**WHAT IS NEEDED**
Your answer must be an exact copy of all the entries.

[Data extracted from a collection]
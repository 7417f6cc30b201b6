use std::fs::File;
use std::io::{BufWriter, Write};
use std::path::{Path, PathBuf};

use anyhow::{Context, Result};
use image::codecs::jpeg::JpegEncoder;
use image::imageops::FilterType;
use image::{DynamicImage, ImageReader};
use log::{debug, info};
use regex::Regex;
use walkdir::WalkDir;

use crate::hash::ContentHash;

/// 处理后图片的 JPEG 质量
const JPEG_QUALITY: u8 = 95;

/// 默认支持的图片后缀
pub const DEFAULT_EXTENSIONS: &str = "jpg,jpeg,png,webp";

/// 格式转换并缩放后的图片
pub struct ProcessedImage {
    /// 原始文件路径
    pub source: PathBuf,
    /// RGB8 格式，尺寸固定为目标宽高
    pub image: DynamicImage,
    /// 处理后像素内容的哈希
    pub hash: ContentHash,
}

impl ProcessedImage {
    /// 原始文件名
    pub fn file_name(&self) -> String {
        self.source
            .file_name()
            .map(|name| name.to_string_lossy().into_owned())
            .unwrap_or_else(|| self.source.to_string_lossy().into_owned())
    }

    /// 处理后图片保存时使用的文件名：`<原文件名>_<哈希前缀>.jpg`
    pub fn processed_name(&self) -> String {
        let stem = self.source.file_stem().map(|s| s.to_string_lossy()).unwrap_or_default();
        format!("{}_{}.jpg", stem, self.hash.short())
    }
}

/// 图片预处理：解码、转为 RGB、拉伸缩放到固定尺寸
///
/// 缩放不保持长宽比，输出尺寸严格等于 `width`×`height`
#[derive(Debug, Clone, Copy)]
pub struct Preprocessor {
    width: u32,
    height: u32,
}

impl Preprocessor {
    pub fn new(width: u32, height: u32) -> Self {
        Self { width, height }
    }

    /// 读取并处理一张图片
    pub fn load<P: AsRef<Path>>(&self, path: P) -> Result<ProcessedImage> {
        let path = path.as_ref();
        let image = ImageReader::open(path)
            .with_context(|| format!("无法打开图片: {}", path.display()))?
            .with_guessed_format()?
            .decode()
            .with_context(|| format!("无法解码图片: {}", path.display()))?;
        Ok(self.process(path.to_path_buf(), image))
    }

    /// 处理已解码的图片
    pub fn process(&self, source: PathBuf, image: DynamicImage) -> ProcessedImage {
        let rgb = image.to_rgb8();
        let resized = image::imageops::resize(&rgb, self.width, self.height, FilterType::Lanczos3);
        let hash = ContentHash::of_image(&resized);
        ProcessedImage { source, image: DynamicImage::ImageRgb8(resized), hash }
    }

    /// 将处理后的图片以 JPEG 格式保存到指定目录，返回保存路径
    pub fn save(&self, image: &ProcessedImage, dir: &Path) -> Result<PathBuf> {
        let path = dir.join(image.processed_name());
        let file = File::create(&path)
            .with_context(|| format!("无法创建文件: {}", path.display()))?;
        let mut writer = BufWriter::new(file);
        image.image.write_with_encoder(JpegEncoder::new_with_quality(&mut writer, JPEG_QUALITY))?;
        writer.flush()?;
        debug!("保存处理后图片: {}", path.display());
        Ok(path)
    }
}

/// 根据逗号分隔的后缀列表构建大小写不敏感的正则
pub fn suffix_regex(suffix: &str) -> Result<Regex> {
    let alternatives = suffix
        .split(',')
        .map(|s| regex::escape(s.trim().trim_start_matches('.')))
        .filter(|s| !s.is_empty())
        .collect::<Vec<_>>();
    Ok(Regex::new(&format!("(?i)^({})$", alternatives.join("|")))?)
}

/// 递归扫描目录中的图片文件，结果按路径排序
pub fn scan_images(dir: &Path, regex_suf: &Regex) -> Result<Vec<PathBuf>> {
    if !dir.is_dir() {
        anyhow::bail!("图片目录不存在: {}", dir.display());
    }
    info!("开始扫描目录: {}", dir.display());
    let mut entries = WalkDir::new(dir)
        .into_iter()
        .filter_map(|entry| {
            entry.ok().and_then(|entry| {
                let path = entry.path();
                if entry.file_type().is_file() {
                    if let Some(ext) = path.extension() {
                        if regex_suf.is_match(&ext.to_string_lossy()) {
                            return Some(path.to_path_buf());
                        }
                    }
                }
                None
            })
        })
        .collect::<Vec<_>>();
    entries.sort();
    info!("扫描完成，共 {} 张图片", entries.len());
    Ok(entries)
}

**EXERCISE ANSWER**
repository 7417f6cc30b201b6
use std::fs::File;
use std::io::{BufWriter, Write};
use std::path::{Path, PathBuf};

use anyhow::{Context, Result};
use image::codecs::jpeg::JpegEncoder;
use image::imageops::FilterType;
use image::{DynamicImage, ImageReader};
use log::{debug, info};
use regex::Regex;
use walkdir::WalkDir;

use crate::hash::ContentHash;

/// 处理后图片的 JPEG 质量
const JPEG_QUALITY: u8 = 95;

/// 默认支持的图片后缀
pub const DEFAULT_EXTENSIONS: &str = "jpg,jpeg,png,webp";

/// 格式转换并缩放后的图片
pub struct ProcessedImage {
    /// 原始文件路径
    pub source: PathBuf,
    /// RGB8 格式，尺寸固定为目标宽高
    pub image: DynamicImage,
    /// 处理后像素内容的哈希
    pub hash: ContentHash,
}

impl ProcessedImage {
    /// 原始文件名
    pub fn file_name(&self) -> String {
        self.source
            .file_name()
            .map(|name| name.to_string_lossy().into_owned())
            .unwrap_or_else(|| self.source.to_string_lossy().into_owned())
    }

    /// 处理后图片保存时使用的文件名：`<原文件名>_<哈希前缀>.jpg`
    pub fn processed_name(&self) -> String {
        let stem = self.source.file_stem().map(|s| s.to_string_lossy()).unwrap_or_default();
        format!("{}_{}.jpg", stem, self.hash.short())
    }
}

/// 图片预处理：解码、转为 RGB、拉伸缩放到固定尺寸
///
/// 缩放不保持长宽比，输出尺寸严格等于 `width`×`height`
#[derive(Debug, Clone, Copy)]
pub struct Preprocessor {
    width: u32,
    height: u32,
}

impl Preprocessor {
    pub fn new(width: u32, height: u32) -> Self {
        Self { width, height }
    }

    /// 读取并处理一张图片
    pub fn load<P: AsRef<Path>>(&self, path: P) -> Result<ProcessedImage> {
        let path = path.as_ref();
        let image = ImageReader::open(path)
            .with_context(|| format!("无法打开图片: {}", path.display()))?
            .with_guessed_format()?
            .decode()
            .with_context(|| format!("无法解码图片: {}", path.display()))?;
        Ok(self.process(path.to_path_buf(), image))
    }

    /// 处理已解码的图片
    pub fn process(&self, source: PathBuf, image: DynamicImage) -> ProcessedImage {
        let rgb = image.to_rgb8();
        let resized = image::imageops::resize(&rgb, self.width, self.height, FilterType::Lanczos3);
        let hash = ContentHash::of_image(&resized);
        ProcessedImage { source, image: DynamicImage::ImageRgb8(resized), hash }
    }

    /// 将处理后的图片以 JPEG 格式保存到指定目录，返回保存路径
    pub fn save(&self, image: &ProcessedImage, dir: &Path) -> Result<PathBuf> {
        let path = dir.join(image.processed_name());
        let file = File::create(&path)
            .with_context(|| format!("无法创建文件: {}", path.display()))?;
        let mut writer = BufWriter::new(file);
        image.image.write_with_encoder(JpegEncoder::new_with_quality(&mut writer, JPEG_QUALITY))?;
        writer.flush()?;
        debug!("保存处理后图片: {}", path.display());
        Ok(path)
    }
}

/// 根据逗号分隔的后缀列表构建大小写不敏感的正则
pub fn suffix_regex(suffix: &str) -> Result<Regex> {
    let alternatives = suffix
        .split(',')
        .map(|s| regex::escape(s.trim().trim_start_matches('.')))
        .filter(|s| !s.is_empty())
        .collect::<Vec<_>>();
    Ok(Regex::new(&format!("(?i)^({})$", alternatives.join("|")))?)
}

/// 递归扫描目录中的图片文件，结果按路径排序
pub fn scan_images(dir: &Path, regex_suf: &Regex) -> Result<Vec<PathBuf>> {
    if !dir.is_dir() {
        anyhow::bail!("图片目录不存在: {}", dir.display());
    }
    info!("开始扫描目录: {}", dir.display());
    let mut entries = WalkDir::new(dir)
        .into_iter()
        .filter_map(|entry| {
            entry.ok().and_then(|entry| {
                let path = entry.path();
                if entry.file_type().is_file() {
                    if let Some(ext) = path.extension() {
                        if regex_suf.is_match(&ext.to_string_lossy()) {
                            return Some(path.to_path_buf());
                        }
                    }
                }
                None
            })
        })
        .collect::<Vec<_>>();
    entries.sort();
    info!("扫描完成，共 {} 张图片", entries.len());
    Ok(entries)
}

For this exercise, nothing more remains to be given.